* Exercise material *
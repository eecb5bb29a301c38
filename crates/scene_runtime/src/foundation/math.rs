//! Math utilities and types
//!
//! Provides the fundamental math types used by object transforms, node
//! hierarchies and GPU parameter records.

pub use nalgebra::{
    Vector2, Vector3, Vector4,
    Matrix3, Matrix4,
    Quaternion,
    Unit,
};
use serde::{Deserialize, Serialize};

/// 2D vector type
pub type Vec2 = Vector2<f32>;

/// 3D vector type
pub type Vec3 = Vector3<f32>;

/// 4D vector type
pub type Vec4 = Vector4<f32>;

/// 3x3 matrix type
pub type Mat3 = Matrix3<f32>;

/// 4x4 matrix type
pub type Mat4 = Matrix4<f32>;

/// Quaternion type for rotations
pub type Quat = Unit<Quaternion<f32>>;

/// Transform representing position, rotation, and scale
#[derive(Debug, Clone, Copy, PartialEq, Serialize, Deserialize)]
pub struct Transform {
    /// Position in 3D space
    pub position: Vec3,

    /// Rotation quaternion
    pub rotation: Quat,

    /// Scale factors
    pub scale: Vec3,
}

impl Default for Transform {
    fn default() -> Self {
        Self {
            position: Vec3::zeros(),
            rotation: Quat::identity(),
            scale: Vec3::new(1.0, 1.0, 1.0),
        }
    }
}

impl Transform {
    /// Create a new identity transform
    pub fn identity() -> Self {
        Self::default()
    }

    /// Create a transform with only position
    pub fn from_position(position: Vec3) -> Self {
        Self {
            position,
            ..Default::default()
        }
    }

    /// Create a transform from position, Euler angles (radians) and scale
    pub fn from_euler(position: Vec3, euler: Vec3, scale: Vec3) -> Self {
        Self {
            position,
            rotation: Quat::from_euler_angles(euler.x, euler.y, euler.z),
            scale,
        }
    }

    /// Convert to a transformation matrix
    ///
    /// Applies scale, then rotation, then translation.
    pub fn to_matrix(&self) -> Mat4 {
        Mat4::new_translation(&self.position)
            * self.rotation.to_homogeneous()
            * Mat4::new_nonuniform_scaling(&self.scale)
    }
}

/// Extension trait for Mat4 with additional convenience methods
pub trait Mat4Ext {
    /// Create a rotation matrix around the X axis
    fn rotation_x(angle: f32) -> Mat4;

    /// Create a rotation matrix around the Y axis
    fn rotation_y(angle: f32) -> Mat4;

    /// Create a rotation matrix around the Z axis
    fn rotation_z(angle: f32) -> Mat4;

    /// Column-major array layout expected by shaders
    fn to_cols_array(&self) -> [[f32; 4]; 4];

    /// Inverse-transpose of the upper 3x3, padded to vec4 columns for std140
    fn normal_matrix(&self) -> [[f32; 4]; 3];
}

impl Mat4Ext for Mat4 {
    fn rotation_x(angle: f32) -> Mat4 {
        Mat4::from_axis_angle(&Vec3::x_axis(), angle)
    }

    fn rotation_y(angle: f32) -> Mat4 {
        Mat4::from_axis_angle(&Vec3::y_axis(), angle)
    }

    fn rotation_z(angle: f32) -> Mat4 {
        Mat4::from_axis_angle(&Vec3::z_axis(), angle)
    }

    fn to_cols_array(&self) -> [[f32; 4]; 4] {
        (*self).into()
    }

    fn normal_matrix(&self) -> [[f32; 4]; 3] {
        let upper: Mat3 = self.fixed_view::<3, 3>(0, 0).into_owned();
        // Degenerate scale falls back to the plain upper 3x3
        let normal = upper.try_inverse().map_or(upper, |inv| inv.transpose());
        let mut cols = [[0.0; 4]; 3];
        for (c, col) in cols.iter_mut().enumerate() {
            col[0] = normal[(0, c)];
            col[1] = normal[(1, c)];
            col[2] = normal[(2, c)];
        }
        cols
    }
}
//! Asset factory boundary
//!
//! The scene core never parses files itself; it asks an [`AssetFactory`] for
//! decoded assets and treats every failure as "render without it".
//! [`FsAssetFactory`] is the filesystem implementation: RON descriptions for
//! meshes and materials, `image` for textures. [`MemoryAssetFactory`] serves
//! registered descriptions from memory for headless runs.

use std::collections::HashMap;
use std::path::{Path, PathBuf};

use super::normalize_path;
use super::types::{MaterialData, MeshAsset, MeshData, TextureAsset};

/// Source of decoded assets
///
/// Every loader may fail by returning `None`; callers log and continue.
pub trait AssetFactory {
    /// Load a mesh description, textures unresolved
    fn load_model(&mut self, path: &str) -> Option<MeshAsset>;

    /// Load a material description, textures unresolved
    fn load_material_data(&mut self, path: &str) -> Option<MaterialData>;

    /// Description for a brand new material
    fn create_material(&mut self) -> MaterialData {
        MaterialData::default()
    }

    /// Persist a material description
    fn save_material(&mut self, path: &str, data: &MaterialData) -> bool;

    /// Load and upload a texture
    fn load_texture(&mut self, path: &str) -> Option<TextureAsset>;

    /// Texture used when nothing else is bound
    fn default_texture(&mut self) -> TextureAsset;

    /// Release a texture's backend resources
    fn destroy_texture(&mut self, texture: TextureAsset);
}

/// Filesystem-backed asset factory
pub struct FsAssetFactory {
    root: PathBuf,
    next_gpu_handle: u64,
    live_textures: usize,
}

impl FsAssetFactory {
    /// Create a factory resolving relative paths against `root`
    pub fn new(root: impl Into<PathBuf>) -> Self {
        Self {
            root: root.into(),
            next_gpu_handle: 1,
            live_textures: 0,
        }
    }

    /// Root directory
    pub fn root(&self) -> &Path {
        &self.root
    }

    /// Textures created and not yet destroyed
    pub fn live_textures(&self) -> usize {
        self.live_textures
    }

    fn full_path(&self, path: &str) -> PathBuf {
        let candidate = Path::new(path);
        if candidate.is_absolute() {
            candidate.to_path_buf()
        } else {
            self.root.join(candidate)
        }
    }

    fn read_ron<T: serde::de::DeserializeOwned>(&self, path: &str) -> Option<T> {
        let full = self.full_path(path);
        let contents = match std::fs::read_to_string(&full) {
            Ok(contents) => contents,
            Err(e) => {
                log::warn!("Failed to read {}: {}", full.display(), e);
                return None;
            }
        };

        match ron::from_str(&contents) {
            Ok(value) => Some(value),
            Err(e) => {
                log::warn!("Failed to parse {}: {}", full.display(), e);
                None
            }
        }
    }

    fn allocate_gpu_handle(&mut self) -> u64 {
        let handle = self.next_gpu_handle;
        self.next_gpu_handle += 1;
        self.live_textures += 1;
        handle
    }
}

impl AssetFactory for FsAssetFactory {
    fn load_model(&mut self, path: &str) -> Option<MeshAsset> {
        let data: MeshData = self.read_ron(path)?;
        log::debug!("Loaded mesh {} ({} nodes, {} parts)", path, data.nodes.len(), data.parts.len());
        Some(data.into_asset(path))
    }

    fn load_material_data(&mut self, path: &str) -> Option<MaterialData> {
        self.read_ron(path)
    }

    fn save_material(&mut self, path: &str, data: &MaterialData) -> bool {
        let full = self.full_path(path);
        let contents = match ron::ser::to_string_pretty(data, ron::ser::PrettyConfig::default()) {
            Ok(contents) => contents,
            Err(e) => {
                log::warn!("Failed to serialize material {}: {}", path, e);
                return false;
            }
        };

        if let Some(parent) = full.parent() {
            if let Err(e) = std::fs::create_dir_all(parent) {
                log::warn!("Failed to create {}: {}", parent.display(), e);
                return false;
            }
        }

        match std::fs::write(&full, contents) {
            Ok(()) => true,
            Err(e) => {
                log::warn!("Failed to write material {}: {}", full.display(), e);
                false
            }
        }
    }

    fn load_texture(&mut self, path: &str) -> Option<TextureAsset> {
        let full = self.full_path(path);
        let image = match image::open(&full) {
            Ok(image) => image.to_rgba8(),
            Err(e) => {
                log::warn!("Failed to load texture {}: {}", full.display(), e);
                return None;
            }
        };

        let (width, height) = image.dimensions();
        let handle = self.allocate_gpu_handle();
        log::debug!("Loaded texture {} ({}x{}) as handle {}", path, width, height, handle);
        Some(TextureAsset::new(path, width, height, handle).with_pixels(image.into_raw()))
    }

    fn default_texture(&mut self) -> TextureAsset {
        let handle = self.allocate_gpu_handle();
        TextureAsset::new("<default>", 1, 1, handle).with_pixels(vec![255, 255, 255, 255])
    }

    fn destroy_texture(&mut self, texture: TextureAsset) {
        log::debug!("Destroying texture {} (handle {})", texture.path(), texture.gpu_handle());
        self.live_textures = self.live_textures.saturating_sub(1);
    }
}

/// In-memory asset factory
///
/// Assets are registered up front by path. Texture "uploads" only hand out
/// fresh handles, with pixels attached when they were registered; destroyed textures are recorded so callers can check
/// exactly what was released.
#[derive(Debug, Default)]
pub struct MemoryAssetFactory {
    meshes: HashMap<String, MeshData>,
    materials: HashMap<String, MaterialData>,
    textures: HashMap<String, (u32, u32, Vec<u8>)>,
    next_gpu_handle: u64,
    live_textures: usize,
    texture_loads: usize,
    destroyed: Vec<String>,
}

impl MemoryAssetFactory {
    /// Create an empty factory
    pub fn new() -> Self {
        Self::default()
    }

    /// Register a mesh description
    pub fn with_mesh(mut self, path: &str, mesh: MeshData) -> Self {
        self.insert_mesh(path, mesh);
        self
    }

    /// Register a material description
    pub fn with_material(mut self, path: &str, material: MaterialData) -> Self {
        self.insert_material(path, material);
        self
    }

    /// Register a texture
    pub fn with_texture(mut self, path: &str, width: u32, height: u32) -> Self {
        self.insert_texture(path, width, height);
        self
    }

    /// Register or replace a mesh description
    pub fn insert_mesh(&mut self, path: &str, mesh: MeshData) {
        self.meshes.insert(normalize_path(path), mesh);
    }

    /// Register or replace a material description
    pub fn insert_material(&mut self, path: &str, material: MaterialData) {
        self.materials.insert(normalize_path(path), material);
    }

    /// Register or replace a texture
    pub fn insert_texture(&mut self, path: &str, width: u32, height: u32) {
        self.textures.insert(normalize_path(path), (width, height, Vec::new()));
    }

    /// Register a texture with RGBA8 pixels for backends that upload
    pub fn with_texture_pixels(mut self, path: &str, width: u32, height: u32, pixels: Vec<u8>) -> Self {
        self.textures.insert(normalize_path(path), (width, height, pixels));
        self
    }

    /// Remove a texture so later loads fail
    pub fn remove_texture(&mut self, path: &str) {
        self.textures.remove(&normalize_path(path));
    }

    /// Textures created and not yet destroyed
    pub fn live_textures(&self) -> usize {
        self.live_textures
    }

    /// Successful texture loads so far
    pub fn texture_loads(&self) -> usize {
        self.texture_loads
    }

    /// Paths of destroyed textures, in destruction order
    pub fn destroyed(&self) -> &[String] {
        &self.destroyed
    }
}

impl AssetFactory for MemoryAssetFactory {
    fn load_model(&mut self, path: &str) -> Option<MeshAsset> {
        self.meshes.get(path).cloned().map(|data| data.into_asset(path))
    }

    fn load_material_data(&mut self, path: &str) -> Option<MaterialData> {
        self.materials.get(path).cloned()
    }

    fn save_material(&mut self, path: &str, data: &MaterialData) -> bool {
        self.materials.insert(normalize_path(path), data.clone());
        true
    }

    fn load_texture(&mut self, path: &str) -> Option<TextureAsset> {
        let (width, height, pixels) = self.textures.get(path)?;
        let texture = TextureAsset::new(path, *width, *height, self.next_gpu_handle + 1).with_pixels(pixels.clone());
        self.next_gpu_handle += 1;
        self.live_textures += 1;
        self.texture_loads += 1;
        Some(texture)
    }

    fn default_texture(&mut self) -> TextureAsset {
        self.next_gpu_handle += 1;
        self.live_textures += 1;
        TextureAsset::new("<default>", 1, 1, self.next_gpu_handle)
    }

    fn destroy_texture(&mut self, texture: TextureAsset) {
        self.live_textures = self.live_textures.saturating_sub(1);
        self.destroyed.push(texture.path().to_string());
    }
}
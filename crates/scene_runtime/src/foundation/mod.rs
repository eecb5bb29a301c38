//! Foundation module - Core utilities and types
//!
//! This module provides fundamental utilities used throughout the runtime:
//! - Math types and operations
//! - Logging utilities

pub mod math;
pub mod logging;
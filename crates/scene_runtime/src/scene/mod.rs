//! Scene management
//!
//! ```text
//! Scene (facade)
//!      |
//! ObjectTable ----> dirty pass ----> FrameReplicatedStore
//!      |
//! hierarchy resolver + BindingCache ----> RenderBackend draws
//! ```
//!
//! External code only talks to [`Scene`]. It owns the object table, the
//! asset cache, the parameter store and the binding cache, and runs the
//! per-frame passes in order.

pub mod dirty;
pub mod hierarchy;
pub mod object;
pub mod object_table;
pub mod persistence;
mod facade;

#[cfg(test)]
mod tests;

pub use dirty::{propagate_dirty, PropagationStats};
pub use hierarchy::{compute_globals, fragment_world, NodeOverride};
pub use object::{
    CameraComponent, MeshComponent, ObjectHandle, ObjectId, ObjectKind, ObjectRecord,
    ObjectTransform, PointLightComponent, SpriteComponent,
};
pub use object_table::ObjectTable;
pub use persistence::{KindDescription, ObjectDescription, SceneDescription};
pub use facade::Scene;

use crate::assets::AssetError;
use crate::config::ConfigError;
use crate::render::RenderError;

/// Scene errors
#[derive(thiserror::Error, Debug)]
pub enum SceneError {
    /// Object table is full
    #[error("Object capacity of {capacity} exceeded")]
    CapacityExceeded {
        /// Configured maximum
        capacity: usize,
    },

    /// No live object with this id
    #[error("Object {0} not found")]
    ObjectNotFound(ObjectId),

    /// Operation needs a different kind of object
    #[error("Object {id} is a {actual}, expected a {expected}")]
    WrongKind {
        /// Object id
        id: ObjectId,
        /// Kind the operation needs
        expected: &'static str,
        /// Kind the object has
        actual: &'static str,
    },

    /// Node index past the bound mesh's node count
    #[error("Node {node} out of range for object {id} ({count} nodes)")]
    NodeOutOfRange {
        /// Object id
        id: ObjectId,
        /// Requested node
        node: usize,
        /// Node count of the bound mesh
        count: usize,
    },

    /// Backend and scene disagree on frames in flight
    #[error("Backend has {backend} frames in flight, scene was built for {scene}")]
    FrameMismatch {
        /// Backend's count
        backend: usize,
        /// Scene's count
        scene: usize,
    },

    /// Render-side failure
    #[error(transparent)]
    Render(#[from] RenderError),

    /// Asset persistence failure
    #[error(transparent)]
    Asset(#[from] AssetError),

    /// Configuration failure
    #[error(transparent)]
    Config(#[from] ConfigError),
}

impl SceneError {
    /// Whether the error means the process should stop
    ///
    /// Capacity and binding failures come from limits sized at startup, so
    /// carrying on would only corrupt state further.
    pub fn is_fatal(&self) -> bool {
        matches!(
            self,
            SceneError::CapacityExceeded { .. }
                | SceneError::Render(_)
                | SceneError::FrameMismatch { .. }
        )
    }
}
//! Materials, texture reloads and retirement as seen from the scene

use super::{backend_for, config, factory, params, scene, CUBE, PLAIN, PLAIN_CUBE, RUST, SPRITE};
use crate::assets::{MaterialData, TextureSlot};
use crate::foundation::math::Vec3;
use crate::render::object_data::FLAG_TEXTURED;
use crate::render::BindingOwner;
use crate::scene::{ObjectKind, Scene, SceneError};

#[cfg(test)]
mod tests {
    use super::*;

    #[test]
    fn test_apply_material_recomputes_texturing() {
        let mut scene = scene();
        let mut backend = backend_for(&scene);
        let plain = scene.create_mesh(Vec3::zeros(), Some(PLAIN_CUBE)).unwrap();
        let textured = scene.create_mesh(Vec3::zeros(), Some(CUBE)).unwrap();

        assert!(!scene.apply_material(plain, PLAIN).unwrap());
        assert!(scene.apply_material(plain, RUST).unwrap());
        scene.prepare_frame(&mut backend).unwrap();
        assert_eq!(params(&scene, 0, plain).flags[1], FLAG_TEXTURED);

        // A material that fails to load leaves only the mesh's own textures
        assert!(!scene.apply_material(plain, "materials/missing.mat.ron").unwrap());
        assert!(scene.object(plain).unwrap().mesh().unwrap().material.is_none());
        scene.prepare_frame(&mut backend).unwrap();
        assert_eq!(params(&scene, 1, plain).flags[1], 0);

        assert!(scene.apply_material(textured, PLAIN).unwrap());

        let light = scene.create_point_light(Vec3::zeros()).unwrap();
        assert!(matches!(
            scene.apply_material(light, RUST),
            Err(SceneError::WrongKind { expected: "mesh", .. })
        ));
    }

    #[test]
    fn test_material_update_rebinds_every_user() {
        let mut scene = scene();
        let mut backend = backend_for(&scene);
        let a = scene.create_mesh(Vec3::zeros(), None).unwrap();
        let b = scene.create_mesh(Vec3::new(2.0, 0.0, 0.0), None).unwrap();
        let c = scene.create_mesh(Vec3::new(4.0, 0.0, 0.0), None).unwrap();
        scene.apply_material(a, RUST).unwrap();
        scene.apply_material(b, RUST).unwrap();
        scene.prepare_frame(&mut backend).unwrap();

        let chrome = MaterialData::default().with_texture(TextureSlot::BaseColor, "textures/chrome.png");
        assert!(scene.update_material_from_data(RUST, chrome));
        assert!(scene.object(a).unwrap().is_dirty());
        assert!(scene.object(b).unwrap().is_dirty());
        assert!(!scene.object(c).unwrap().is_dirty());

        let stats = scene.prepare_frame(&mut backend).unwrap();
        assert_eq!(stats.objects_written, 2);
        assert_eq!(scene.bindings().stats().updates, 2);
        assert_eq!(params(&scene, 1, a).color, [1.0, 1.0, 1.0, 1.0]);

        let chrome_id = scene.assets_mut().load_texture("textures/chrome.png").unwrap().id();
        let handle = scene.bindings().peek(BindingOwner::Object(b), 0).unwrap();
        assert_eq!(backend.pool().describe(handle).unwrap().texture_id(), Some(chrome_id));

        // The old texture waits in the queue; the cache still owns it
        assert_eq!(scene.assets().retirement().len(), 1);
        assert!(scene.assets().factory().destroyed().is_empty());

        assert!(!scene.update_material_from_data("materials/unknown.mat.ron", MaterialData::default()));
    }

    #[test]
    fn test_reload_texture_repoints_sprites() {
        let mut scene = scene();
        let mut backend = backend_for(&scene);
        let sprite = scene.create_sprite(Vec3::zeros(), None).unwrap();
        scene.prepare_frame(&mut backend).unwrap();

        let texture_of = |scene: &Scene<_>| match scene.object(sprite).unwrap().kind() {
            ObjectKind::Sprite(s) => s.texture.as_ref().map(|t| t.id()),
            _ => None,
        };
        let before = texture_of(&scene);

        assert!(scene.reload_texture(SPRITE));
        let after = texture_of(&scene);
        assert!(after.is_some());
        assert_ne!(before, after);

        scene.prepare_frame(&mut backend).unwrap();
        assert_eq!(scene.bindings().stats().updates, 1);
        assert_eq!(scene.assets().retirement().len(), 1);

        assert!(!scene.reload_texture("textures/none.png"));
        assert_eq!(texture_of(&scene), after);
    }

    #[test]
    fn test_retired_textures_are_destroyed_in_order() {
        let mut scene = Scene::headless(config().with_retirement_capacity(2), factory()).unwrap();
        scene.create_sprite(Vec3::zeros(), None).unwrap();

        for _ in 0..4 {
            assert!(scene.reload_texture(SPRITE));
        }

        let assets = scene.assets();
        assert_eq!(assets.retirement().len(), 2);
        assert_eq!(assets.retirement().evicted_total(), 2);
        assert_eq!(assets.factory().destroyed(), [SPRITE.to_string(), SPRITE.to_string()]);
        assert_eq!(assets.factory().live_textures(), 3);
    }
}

* What needs to be done *
Working from the material above, retype exactly the lines from the one with "fn rotation_y(angle: f32) -> Mat4;" through the one with "for (c, col)", both included, and only those lines.

* Exercise answer *
    fn rotation_y(angle: f32) -> Mat4;

    /// Create a rotation matrix around the Z axis
    fn rotation_z(angle: f32) -> Mat4;

    /// Column-major array layout expected by shaders
    fn to_cols_array(&self) -> [[f32; 4]; 4];

    /// Inverse-transpose of the upper 3x3, padded to vec4 columns for std140
    fn normal_matrix(&self) -> [[f32; 4]; 3];
}

impl Mat4Ext for Mat4 {
    fn rotation_x(angle: f32) -> Mat4 {
        Mat4::from_axis_angle(&Vec3::x_axis(), angle)
    }

    fn rotation_y(angle: f32) -> Mat4 {
        Mat4::from_axis_angle(&Vec3::y_axis(), angle)
    }

    fn rotation_z(angle: f32) -> Mat4 {
        Mat4::from_axis_angle(&Vec3::z_axis(), angle)
    }

    fn to_cols_array(&self) -> [[f32; 4]; 4] {
        (*self).into()
    }

    fn normal_matrix(&self) -> [[f32; 4]; 3] {
        let upper: Mat3 = self.fixed_view::<3, 3>(0, 0).into_owned();
        // Degenerate scale falls back to the plain upper 3x3
        let normal = upper.try_inverse().map_or(upper, |inv| inv.transpose());
        let mut cols = [[0.0; 4]; 3];
        for (c, col) in cols.iter_mut().enumerate() {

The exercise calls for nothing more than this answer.